LeetCode 1062 - Longest Repeating Substring

The problem asks us to find the length of the longest substring that appears at least twice in a given string s. A substring is a contiguous sequence of characters inside a string. The repeated substrings may overlap with each other, which is an important detail.

LeetCode Problem 1062

Difficulty: 🟡 Medium
Topics: String, Binary Search, Dynamic Programming, Rolling Hash, Suffix Array, Hash Function

Solution

Problem Understanding

The problem asks us to find the length of the longest substring that appears at least twice in a given string s.

A substring is a contiguous sequence of characters inside a string. The repeated substrings may overlap with each other, which is an important detail. For example, in the string "aaaa", the substring "aaa" appears twice if overlapping is allowed: once starting at index 0 and once starting at index 1.

We are not asked to return the substring itself, only its maximum length.

For example, if s = "abbaba", the substrings "ab" and "ba" each appear more than once, and their length is 2. No longer substring repeats, so the answer is 2.

The input consists of a single lowercase English string s, where:

  • 1 <= s.length <= 2000
  • Characters are only lowercase English letters.

The relatively small limit of 2000 suggests that quadratic or mildly cubic solutions may still be acceptable, but extremely expensive brute force methods may struggle. Since the problem involves checking repeated substrings and finding the maximum valid length, this naturally suggests binary search combined with efficient substring matching.

Several edge cases are worth identifying early:

  • A string with no repeated characters, such as "abcd", should return 0.
  • A string with all identical characters, such as "aaaaa", produces many overlapping repeated substrings.
  • Very short strings, especially length 1, cannot contain repeated substrings.
  • Overlapping repetitions must be handled correctly. A naive implementation might incorrectly reject overlapping matches.

Approaches

Brute Force Approach

A straightforward way to solve this problem is to generate every possible substring and count how many times it appears.

We can iterate over all possible substring lengths from largest to smallest. For each length L, we generate every substring of that length and store it in a set. If we encounter the same substring again, then we know a repeating substring exists and can immediately return L.

For example, for "abbaba":

  • Length 5: no repeats
  • Length 4: no repeats
  • Length 3: no repeats
  • Length 2: "ab" appears twice, return 2

This approach works because we systematically check every possible substring length and guarantee correctness by searching from largest to smallest.

However, substring extraction itself costs O(L), and we examine many substrings for many lengths. In the worst case, this becomes cubic.
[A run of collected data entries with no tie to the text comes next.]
//! LLM agent backend - the ReAct loop
//!
//! 1. Call the LLM with the agent's tools advertised
//! 2. Execute tool calls against the agent's capability set
//! 3. Repeat until a text-only reply, the iteration limit, or cancellation
//!
//! It knows nothing about tasks, processes, or feedback cycles. That is the
//! runner's job.

use super::prompt::{task_message, Templates};
use super::worker::{Agent, AgentBackend, ExecutionContext, ExecutionRequest};
use crate::error::AgentExecutionError;
use crate::events::CrewEvent;
use crate::provider::{ChatOptions, ProviderClient, TokenUsage};
use async_openai::types::{
    ChatCompletionRequestAssistantMessageArgs, ChatCompletionRequestMessage,
    ChatCompletionRequestSystemMessageArgs, ChatCompletionRequestToolMessageArgs,
    ChatCompletionRequestUserMessageArgs,
};
use async_trait::async_trait;
use std::collections::VecDeque;
use std::sync::Arc;
use std::time::Instant;

/// If this many consecutive tool calls share a name and identical
/// arguments, the model is stuck
const DOOM_LOOP_THRESHOLD: usize = 3;

/// Tracks recent tool calls for doom loop detection
#[derive(Debug, Clone, PartialEq)]
struct ToolCallRecord {
    name: String,
    args_hash: u64,
}

impl ToolCallRecord {
    fn new(name: &str, args: &serde_json::Value) -> Self {
        use std::hash::{Hash, Hasher};
        let mut hasher = std::collections::hash_map::DefaultHasher::new();
        serde_json::to_string(args).unwrap_or_default().hash(&mut hasher);
        Self {
            name: name.to_string(),
            args_hash: hasher.finish(),
        }
    }
}

fn is_doom_loop(recent_calls: &VecDeque<ToolCallRecord>) -> bool {
    if recent_calls.len() < DOOM_LOOP_THRESHOLD {
        return false;
    }
    let mut calls = recent_calls.iter().rev().take(DOOM_LOOP_THRESHOLD);
    match calls.next() {
        Some(first) => calls.all(|c| c == first),
        None => false,
    }
}

/// Per-iteration trace, only for agents marked `verbose`
fn log_iteration(agent: &Agent, task_id: &str, iteration: usize, tool_calls: usize, usage: TokenUsage) {
    if !agent.verbose {
        return;
    }
    tracing::debug!(
        agent = %agent.id,
        task = %task_id,
        iteration,
        tool_calls,
        input_tokens = usage.input,
        output_tokens = usage.output,
        "model replied"
    );
}

fn build_err(e: impl std::fmt::Display) -> AgentExecutionError {
    AgentExecutionError::new(format!("failed to build message: {}", e))
}

/// Agent backend that drives an OpenAI-compatible chat endpoint
pub struct LlmBackend {
    provider: Arc<ProviderClient>,
    templates: Arc<Templates>,
}

impl LlmBackend {
    pub fn new(provider: Arc<ProviderClient>) -> Self {
        Self {
            provider,
            templates: Arc::new(Templates::new()),
        }
    }

    pub fn with_templates(mut self, templates: Arc<Templates>) -> Self {
        self.templates = templates;
        self
    }

    fn initial_messages(
        &self,
        agent: &Agent,
        request: &ExecutionRequest,
    ) -> Result<Vec<ChatCompletionRequestMessage>, AgentExecutionError> {
        let system = self
            .templates
            .system_prompt(agent)
            .map_err(AgentExecutionError::new)?;

        Ok(vec![
            ChatCompletionRequestMessage::System(
                ChatCompletionRequestSystemMessageArgs::default()
                    .content(system)
                    .build()
                    .map_err(build_err)?,
            ),
            ChatCompletionRequestMessage::User(
                ChatCompletionRequestUserMessageArgs::default()
                    .content(task_message(request))
                    .build()
                    .map_err(build_err)?,
            ),
        ])
    }
}

#[async_trait]
impl AgentBackend for LlmBackend {
    async fn execute(
        &self,
        agent: &Agent,
        request: &ExecutionRequest,
        ctx: &ExecutionContext,
    ) -> Result<String, AgentExecutionError> {
        let max_iterations = agent.llm.max_iterations();
        let options = ChatOptions {
            model: agent.llm.model.clone(),
            temperature: agent.llm.temperature,
        };
        let tools = agent.capabilities().to_openai_tools();

        let mut messages = self.initial_messages(agent, request)?;
        let mut total_usage = TokenUsage::default();
        let mut recent_tool_calls: VecDeque<ToolCallRecord> =
            VecDeque::with_capacity(DOOM_LOOP_THRESHOLD + 1);

        for iteration in 0..max_iterations {
            if ctx.is_cancelled() {
                return Err(AgentExecutionError::new("cancelled"));
            }

            let reply = self
                .provider
                .chat(messages.clone(), tools.clone(), &options)
                .await
                .map_err(AgentExecutionError::new)?;
            total_usage.add(reply.usage);
            log_iteration(agent, &request.task_id, iteration + 1, reply.tool_calls.len(), reply.usage);

            // No tool calls = done
            if reply.tool_calls.is_empty() {
                tracing::debug!(
                    agent = %agent.id,
                    task = %request.task_id,
                    iterations = iteration + 1,
                    input_tokens = total_usage.input,
                    output_tokens = total_usage.output,
                    "agent finished"
                );
                return reply.text.ok_or_else(|| {
                    AgentExecutionError::new("model returned neither text nor tool calls")
                });
            }

            let mut assistant = ChatCompletionRequestAssistantMessageArgs::default();
            assistant.tool_calls(reply.tool_calls.clone());
            if let Some(text) = &reply.text {
                assistant.content(text.clone());
            }
            messages.push(ChatCompletionRequestMessage::Assistant(
                assistant.build().map_err(build_err)?,
            ));

            for call in reply.tool_calls {
                if ctx.is_cancelled() {
                    return Err(AgentExecutionError::new("cancelled"));
                }

                let tool_name = call.function.name;
                let args: serde_json::Value = serde_json::from_str(&call.function.arguments)
                    .unwrap_or(serde_json::json!({}));

                recent_tool_calls.push_back(ToolCallRecord::new(&tool_name, &args));
                if recent_tool_calls.len() > DOOM_LOOP_THRESHOLD {
                    recent_tool_calls.pop_front();
                }

                ctx.events.emit(CrewEvent::ToolCallStart {
                    agent: agent.id.clone(),
                    call_id: call.id.clone(),
                    tool: tool_name.clone(),
                    arguments: args.clone(),
                });
                let start = Instant::now();

                let (output, is_error) = if is_doom_loop(&recent_tool_calls) {
                    // Give the model a fresh chance after telling it
                    recent_tool_calls.clear();
                    let message = format!(
                        "Loop detected: '{}' called {} times with identical arguments. \
                         Try a different approach or give your final answer.",
                        tool_name, DOOM_LOOP_THRESHOLD
                    );
                    (message, true)
                } else {
                    match agent.invoke(&tool_name, args, ctx).await {
                        Ok(output) => (output, false),
                        Err(e) => (format!("Error: {}", e.message), true),
                    }
                };

                let duration_ms = start.elapsed().as_millis() as u64;
                if is_error {
                    tracing::debug!(agent = %agent.id, tool = %tool_name, error = %output, "capability error returned to agent");
                }
                ctx.events.emit(CrewEvent::ToolCallEnd {
                    agent: agent.id.clone(),
                    call_id: call.id.clone(),
                    tool: tool_name,
                    output: output.clone(),
                    is_error,
                    duration_ms,
                });

                messages.push(ChatCompletionRequestMessage::Tool(
                    ChatCompletionRequestToolMessageArgs::default()
                        .content(output)
                        .tool_call_id(call.id)
                        .build()
                        .map_err(build_err)?,
                ));
            }
        }

        Err(AgentExecutionError::new(format!(
            "no final answer after {} iterations",
            max_iterations
        )))
    }
}

#[cfg(test)]
mod tests {
    use super::*;
    use serde_json::json;

    #[test]
    fn test_doom_loop_detection() {
        let mut calls = VecDeque::new();
        calls.push_back(ToolCallRecord::new("read_file", &json!({"path": "a.py"})));
        calls.push_back(ToolCallRecord::new("read_file", &json!({"path": "a.py"})));
        assert!(!is_doom_loop(&calls));

        calls.push_back(ToolCallRecord::new("read_file", &json!({"path": "a.py"})));
        assert!(is_doom_loop(&calls));

        calls.pop_back();
        calls.push_back(ToolCallRecord::new("read_file", &json!({"path": "b.py"})));
        assert!(!is_doom_loop(&calls));
    }

    #[derive(Clone, Default)]
    struct Captured(Arc<parking_lot::Mutex<Vec<u8>>>);

    impl std::io::Write for Captured {
        fn write(&mut self, buf: &[u8]) -> std::io::Result<usize> {
            self.0.lock().extend_from_slice(buf);
            Ok(buf.len())
        }

        fn flush(&mut self) -> std::io::Result<()> {
            Ok(())
        }
    }

    fn logged_iteration(agent: &Agent) -> String {
        let captured = Captured::default();
        let writer = captured.clone();
        let subscriber = tracing_subscriber::fmt()
            .with_max_level(tracing::Level::DEBUG)
            .with_ansi(false)
            .with_writer(move || writer.clone())
            .finish();
        let usage = TokenUsage { input: 120, output: 30 };
        tracing::subscriber::with_default(subscriber, || log_iteration(agent, "analyze", 2, 1, usage));
        let bytes = captured.0.lock().clone();
        String::from_utf8(bytes).unwrap()
    }

    #[test]
    fn test_iteration_trace_follows_verbose_flag() {
        let mut agent = Agent::new("analyst", "Analyst", "Analyze", "Careful");
        assert!(logged_iteration(&agent).is_empty());

        agent.verbose = true;
        let line = logged_iteration(&agent);
        assert!(line.contains("model replied"));
        assert!(line.contains("iteration=2"));
        assert!(line.contains("input_tokens=120"));
    }

    #[test]
    fn test_initial_messages() {
        let provider = ProviderClient::new(crate::provider::ProviderConfig::local(
            "http://localhost:1234/v1",
            "local-model",
        ))
        .unwrap();
        let backend = LlmBackend::new(Arc::new(provider));
        let agent = Agent::new("analyst", "Analyst", "Analyze", "Careful");
        let request = ExecutionRequest {
            task_id: "analyze".into(),
            description: "Look at /work/app".into(),
            expected_output: "A JSON report".into(),
            input_context: Default::default(),
        };

        let messages = backend.initial_messages(&agent, &request).unwrap();
        assert_eq!(messages.len(), 2);
        let user = serde_json::to_value(&messages[1]).unwrap();
        assert_eq!(user["role"], "user");
        assert_eq!(user["content"], "Look at /work/app\n\nExpected output:\nA JSON report");
    }
}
Optimal Approach, Binary Search + Rolling Hash

The key observation is that if a repeating substring of length L exists, then a repeating substring of every smaller length must also exist.

For example:

  • If a repeating substring of length 5 exists,
  • then repeated prefixes of length 4, 3, 2, and 1 must also exist.

This monotonic property makes the problem suitable for binary search on substring length.

Instead of checking every length sequentially, we binary search for the largest valid length.

To efficiently determine whether a repeated substring of length L exists, we use a rolling hash. Rather than comparing substrings character by character, we compute a hash value for each substring in constant time after preprocessing.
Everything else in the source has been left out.